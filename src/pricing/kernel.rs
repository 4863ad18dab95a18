//! Shared pricing kernel
//!
//! Documented contract implemented by both the off-ledger engine and
//! the on-ledger verification formula:
//!
//! ```text
//! intrinsic  = max(0, K - S)
//! z          = (K - S) / (S * sigma * sqrt(t))
//! time_value = S * sigma * sqrt(t) * phi(z)      phi = N'(z)
//! per-unit premium = intrinsic + time_value
//! ```
//!
//! Properties: monotone increasing in sigma and t, zero extrinsic
//! value as t -> 0, ATM extrinsic value S * sigma * sqrt(t) / sqrt(2*pi)
//! (Brenner-Subrahmanyam approximation).

use rust_decimal::Decimal;

/// 1 / sqrt(2 * pi)
const INV_SQRT_2PI: f64 = 0.3989422804014327;

/// Per-unit premium components in quote currency
#[derive(Debug, Clone, Copy, PartialEq)]
pub struct PerUnitPremium {
    pub intrinsic: f64,
    pub time_value: f64,
}

impl PerUnitPremium {
    /// Total per-unit premium
    pub fn total(&self) -> f64 {
        self.intrinsic + self.time_value
    }
}

/// Evaluate the pricing contract for one unit of protected asset.
///
/// Inputs are plain floats; `Decimal` conversion happens at the engine
/// boundary so both engines feed the kernel identically.
pub fn per_unit_premium(spot: f64, strike: f64, t_years: f64, sigma: f64) -> PerUnitPremium {
    let intrinsic = (strike - spot).max(0.0);

    if t_years <= 0.0 || sigma <= 0.0 || spot <= 0.0 {
        return PerUnitPremium {
            intrinsic,
            time_value: 0.0,
        };
    }

    let vol_time = sigma * t_years.sqrt();
    let z = (strike - spot) / (spot * vol_time);
    let time_value = spot * vol_time * normal_pdf(z);

    PerUnitPremium {
        intrinsic,
        time_value,
    }
}

/// Standard normal density
fn normal_pdf(z: f64) -> f64 {
    INV_SQRT_2PI * (-0.5 * z * z).exp()
}

/// Year fraction for a whole-day duration
pub fn year_fraction(duration_days: u32) -> f64 {
    duration_days as f64 / 365.0
}

/// Lossy `Decimal` to `f64` for kernel input
pub fn to_f64(value: Decimal) -> f64 {
    value.try_into().unwrap_or(0.0)
}

/// Kernel output back to `Decimal`; saturates underflow to zero
pub fn to_decimal(value: f64) -> Decimal {
    Decimal::try_from(value).unwrap_or(Decimal::ZERO)
}
//! Bounded fan-out sample collection

use super::PriceSource;
use crate::oracle::PriceSample;
use crate::telemetry::{record_latency, LatencyMetric};
use futures_util::future::join_all;
use std::sync::Arc;
use std::time::{Duration, Instant};

/// Fetch all sources concurrently within one collection window.
///
/// A source that errors or does not answer inside the window is an
/// absent source for this cycle, never a blocking one.
pub async fn collect_samples(
    sources: &[Arc<dyn PriceSource>],
    window: Duration,
) -> Vec<PriceSample> {
    let fetches = sources.iter().map(|source| {
        let source = Arc::clone(source);
        async move {
            let started = Instant::now();
            match tokio::time::timeout(window, source.fetch()).await {
                Ok(Ok(sample)) => {
                    record_latency(LatencyMetric::SourceFetch, started.elapsed());
                    Some(sample)
                }
                Ok(Err(e)) => {
                    tracing::warn!(source = source.source_id(), error = %e, "source fetch failed");
                    None
                }
                Err(_) => {
                    tracing::warn!(
                        source = source.source_id(),
                        window_ms = window.as_millis() as u64,
                        "source missed the collection window"
                    );
                    None
                }
            }
        }
    });

    join_all(fetches).await.into_iter().flatten().collect()
}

- _Exercise prompt_
Restate the material word for word, leaving nothing out.

- _Your solution_
filename src/pricing/kernel.rs
repository 4863ad18dab95a18
//! Shared pricing kernel
//!
//! Documented contract implemented by both the off-ledger engine and
//! the on-ledger verification formula:
//!
//! ```text
//! intrinsic  = max(0, K - S)
//! z          = (K - S) / (S * sigma * sqrt(t))
//! time_value = S * sigma * sqrt(t) * phi(z)      phi = N'(z)
//! per-unit premium = intrinsic + time_value
//! ```
//!
//! Properties: monotone increasing in sigma and t, zero extrinsic
//! value as t -> 0, ATM extrinsic value S * sigma * sqrt(t) / sqrt(2*pi)
//! (Brenner-Subrahmanyam approximation).

use rust_decimal::Decimal;

/// 1 / sqrt(2 * pi)
const INV_SQRT_2PI: f64 = 0.3989422804014327;

/// Per-unit premium components in quote currency
#[derive(Debug, Clone, Copy, PartialEq)]
pub struct PerUnitPremium {
    pub intrinsic: f64,
    pub time_value: f64,
}

impl PerUnitPremium {
    /// Total per-unit premium
    pub fn total(&self) -> f64 {
        self.intrinsic + self.time_value
    }
}

/// Evaluate the pricing contract for one unit of protected asset.
///
/// Inputs are plain floats; `Decimal` conversion happens at the engine
/// boundary so both engines feed the kernel identically.
pub fn per_unit_premium(spot: f64, strike: f64, t_years: f64, sigma: f64) -> PerUnitPremium {
    let intrinsic = (strike - spot).max(0.0);

    if t_years <= 0.0 || sigma <= 0.0 || spot <= 0.0 {
        return PerUnitPremium {
            intrinsic,
            time_value: 0.0,
        };
    }

    let vol_time = sigma * t_years.sqrt();
    let z = (strike - spot) / (spot * vol_time);
    let time_value = spot * vol_time * normal_pdf(z);

    PerUnitPremium {
        intrinsic,
        time_value,
    }
}

/// Standard normal density
fn normal_pdf(z: f64) -> f64 {
    INV_SQRT_2PI * (-0.5 * z * z).exp()
}

/// Year fraction for a whole-day duration
pub fn year_fraction(duration_days: u32) -> f64 {
    duration_days as f64 / 365.0
}

/// Lossy `Decimal` to `f64` for kernel input
pub fn to_f64(value: Decimal) -> f64 {
    value.try_into().unwrap_or(0.0)
}

/// Kernel output back to `Decimal`; saturates underflow to zero
pub fn to_decimal(value: f64) -> Decimal {
    Decimal::try_from(value).unwrap_or(Decimal::ZERO)
}
//! Bounded fan-out sample collection

use super::PriceSource;
use crate::oracle::PriceSample;
use crate::telemetry::{record_latency, LatencyMetric};
use futures_util::future::join_all;
use std::sync::Arc;
use std::time::{Duration, Instant};

/// Fetch all sources concurrently within one collection window.
///
/// A source that errors or does not answer inside the window is an
/// absent source for this cycle, never a blocking one.
pub async fn collect_samples(
    sources: &[Arc<dyn PriceSource>],
    window: Duration,
) -> Vec<PriceSample> {
    let fetches = sources.iter().map(|source| {
        let source = Arc::clone(source);
        async move {
            let started = Instant::now();
            match tokio::time::timeout(window, source.fetch()).await {
                Ok(Ok(sample)) => {
                    record_latency(LatencyMetric::SourceFetch, started.elapsed());
                    Some(sample)
                }
                Ok(Err(e)) => {
                    tracing::warn!(source = source.source_id(), error = %e, "source fetch failed");
                    None
                }
                Err(_) => {
                    tracing::warn!(
                        source = source.source_id(),
                        window_ms = window.as_millis() as u64,
                        "source missed the collection window"
                    );
                    None
                }
            }
        }
    });

    join_all(fetches).await.into_iter().flatten().collect()
}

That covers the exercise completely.